Report each line below that carries the word "crate".

▸ **The data**
==*==
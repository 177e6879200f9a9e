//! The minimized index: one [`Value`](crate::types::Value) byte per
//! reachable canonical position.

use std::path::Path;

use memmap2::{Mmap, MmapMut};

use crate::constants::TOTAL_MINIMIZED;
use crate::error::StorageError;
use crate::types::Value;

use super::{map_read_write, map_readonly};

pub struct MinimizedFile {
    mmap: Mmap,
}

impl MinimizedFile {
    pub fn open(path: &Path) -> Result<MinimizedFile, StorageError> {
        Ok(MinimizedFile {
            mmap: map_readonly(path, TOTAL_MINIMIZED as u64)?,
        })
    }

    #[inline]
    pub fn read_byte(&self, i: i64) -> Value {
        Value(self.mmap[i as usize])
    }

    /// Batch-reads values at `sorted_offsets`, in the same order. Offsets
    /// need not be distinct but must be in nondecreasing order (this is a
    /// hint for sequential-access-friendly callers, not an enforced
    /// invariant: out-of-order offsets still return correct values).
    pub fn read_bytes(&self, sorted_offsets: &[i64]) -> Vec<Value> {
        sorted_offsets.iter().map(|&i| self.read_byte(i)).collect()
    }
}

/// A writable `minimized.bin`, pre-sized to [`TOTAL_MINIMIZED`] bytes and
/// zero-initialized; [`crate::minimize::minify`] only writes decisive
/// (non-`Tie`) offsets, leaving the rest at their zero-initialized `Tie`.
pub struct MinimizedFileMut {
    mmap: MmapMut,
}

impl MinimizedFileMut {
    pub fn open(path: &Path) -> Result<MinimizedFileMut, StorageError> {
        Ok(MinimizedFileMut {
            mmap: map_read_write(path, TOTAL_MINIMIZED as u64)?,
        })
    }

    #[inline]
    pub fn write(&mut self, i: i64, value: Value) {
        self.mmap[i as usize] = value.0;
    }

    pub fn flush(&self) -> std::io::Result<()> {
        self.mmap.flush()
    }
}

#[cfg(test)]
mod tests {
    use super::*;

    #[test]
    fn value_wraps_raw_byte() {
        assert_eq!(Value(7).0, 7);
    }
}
==*==
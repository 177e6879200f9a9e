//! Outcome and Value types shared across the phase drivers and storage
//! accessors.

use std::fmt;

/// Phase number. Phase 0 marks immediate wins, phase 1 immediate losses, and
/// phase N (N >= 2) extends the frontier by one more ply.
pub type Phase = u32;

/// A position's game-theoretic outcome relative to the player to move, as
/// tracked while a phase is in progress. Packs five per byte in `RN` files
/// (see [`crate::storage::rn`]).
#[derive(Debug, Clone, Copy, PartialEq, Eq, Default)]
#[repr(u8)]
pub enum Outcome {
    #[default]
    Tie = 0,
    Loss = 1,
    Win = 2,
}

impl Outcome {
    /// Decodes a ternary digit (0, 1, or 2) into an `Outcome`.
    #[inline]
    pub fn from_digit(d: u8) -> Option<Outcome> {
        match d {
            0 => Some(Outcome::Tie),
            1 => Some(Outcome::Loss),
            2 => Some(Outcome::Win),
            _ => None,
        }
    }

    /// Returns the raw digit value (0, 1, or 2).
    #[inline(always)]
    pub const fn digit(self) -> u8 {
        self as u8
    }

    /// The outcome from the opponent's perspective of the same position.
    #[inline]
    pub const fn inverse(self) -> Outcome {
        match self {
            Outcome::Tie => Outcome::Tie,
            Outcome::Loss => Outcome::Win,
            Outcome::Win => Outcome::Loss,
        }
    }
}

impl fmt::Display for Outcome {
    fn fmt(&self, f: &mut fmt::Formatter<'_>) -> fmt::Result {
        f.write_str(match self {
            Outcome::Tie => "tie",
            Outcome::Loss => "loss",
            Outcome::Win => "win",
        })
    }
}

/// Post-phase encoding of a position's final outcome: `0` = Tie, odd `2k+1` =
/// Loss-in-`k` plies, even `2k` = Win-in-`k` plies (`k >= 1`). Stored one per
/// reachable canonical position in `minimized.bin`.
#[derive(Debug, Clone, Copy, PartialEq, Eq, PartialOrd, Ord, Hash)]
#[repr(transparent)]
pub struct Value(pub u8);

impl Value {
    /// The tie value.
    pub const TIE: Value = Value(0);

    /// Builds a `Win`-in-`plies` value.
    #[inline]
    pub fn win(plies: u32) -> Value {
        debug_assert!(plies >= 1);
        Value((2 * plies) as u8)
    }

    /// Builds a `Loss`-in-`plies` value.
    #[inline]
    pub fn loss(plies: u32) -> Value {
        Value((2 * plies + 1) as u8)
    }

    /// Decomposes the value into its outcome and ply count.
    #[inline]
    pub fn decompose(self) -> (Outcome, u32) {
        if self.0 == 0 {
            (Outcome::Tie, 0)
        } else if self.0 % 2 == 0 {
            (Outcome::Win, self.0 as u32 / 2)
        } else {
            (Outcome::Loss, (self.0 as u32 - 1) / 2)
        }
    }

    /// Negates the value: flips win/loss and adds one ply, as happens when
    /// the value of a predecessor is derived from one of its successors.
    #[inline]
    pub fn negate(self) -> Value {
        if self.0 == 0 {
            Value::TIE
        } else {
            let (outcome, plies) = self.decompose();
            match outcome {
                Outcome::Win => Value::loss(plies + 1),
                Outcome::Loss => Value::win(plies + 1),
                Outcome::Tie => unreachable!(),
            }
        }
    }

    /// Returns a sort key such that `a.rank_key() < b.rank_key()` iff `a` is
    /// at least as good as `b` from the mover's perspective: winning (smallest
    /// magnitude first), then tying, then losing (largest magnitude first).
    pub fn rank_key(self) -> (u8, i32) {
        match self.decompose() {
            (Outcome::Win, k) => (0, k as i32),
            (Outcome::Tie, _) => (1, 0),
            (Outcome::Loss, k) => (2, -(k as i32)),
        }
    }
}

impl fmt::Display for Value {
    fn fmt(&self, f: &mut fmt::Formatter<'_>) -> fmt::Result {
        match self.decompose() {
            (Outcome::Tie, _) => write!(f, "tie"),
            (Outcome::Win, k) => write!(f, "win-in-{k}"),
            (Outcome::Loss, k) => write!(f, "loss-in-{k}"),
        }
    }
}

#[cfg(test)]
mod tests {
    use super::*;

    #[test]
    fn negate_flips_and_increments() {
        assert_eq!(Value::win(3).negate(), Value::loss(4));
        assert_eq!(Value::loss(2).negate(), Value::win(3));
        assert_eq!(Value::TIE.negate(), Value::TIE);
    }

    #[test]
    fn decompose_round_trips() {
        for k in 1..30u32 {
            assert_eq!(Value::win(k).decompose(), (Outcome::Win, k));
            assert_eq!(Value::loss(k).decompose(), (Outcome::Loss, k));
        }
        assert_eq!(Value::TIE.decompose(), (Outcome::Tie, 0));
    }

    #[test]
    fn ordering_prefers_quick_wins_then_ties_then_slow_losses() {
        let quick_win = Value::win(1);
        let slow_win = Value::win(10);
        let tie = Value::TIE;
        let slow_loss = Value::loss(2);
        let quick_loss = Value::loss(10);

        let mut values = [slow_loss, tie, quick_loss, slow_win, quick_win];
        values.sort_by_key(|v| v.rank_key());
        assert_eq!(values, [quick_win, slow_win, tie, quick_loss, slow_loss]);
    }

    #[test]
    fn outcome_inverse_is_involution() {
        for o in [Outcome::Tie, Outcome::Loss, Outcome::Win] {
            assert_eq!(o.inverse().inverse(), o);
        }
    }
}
==*==
▸ **Task solution**
//! The minimized index: one [`Value`](crate::types::Value) byte per
use crate::constants::TOTAL_MINIMIZED;
use crate::error::StorageError;
use crate::types::Value;
/// zero-initialized; [`crate::minimize::minify`] only writes decisive
/// (see [`crate::storage::rn`]).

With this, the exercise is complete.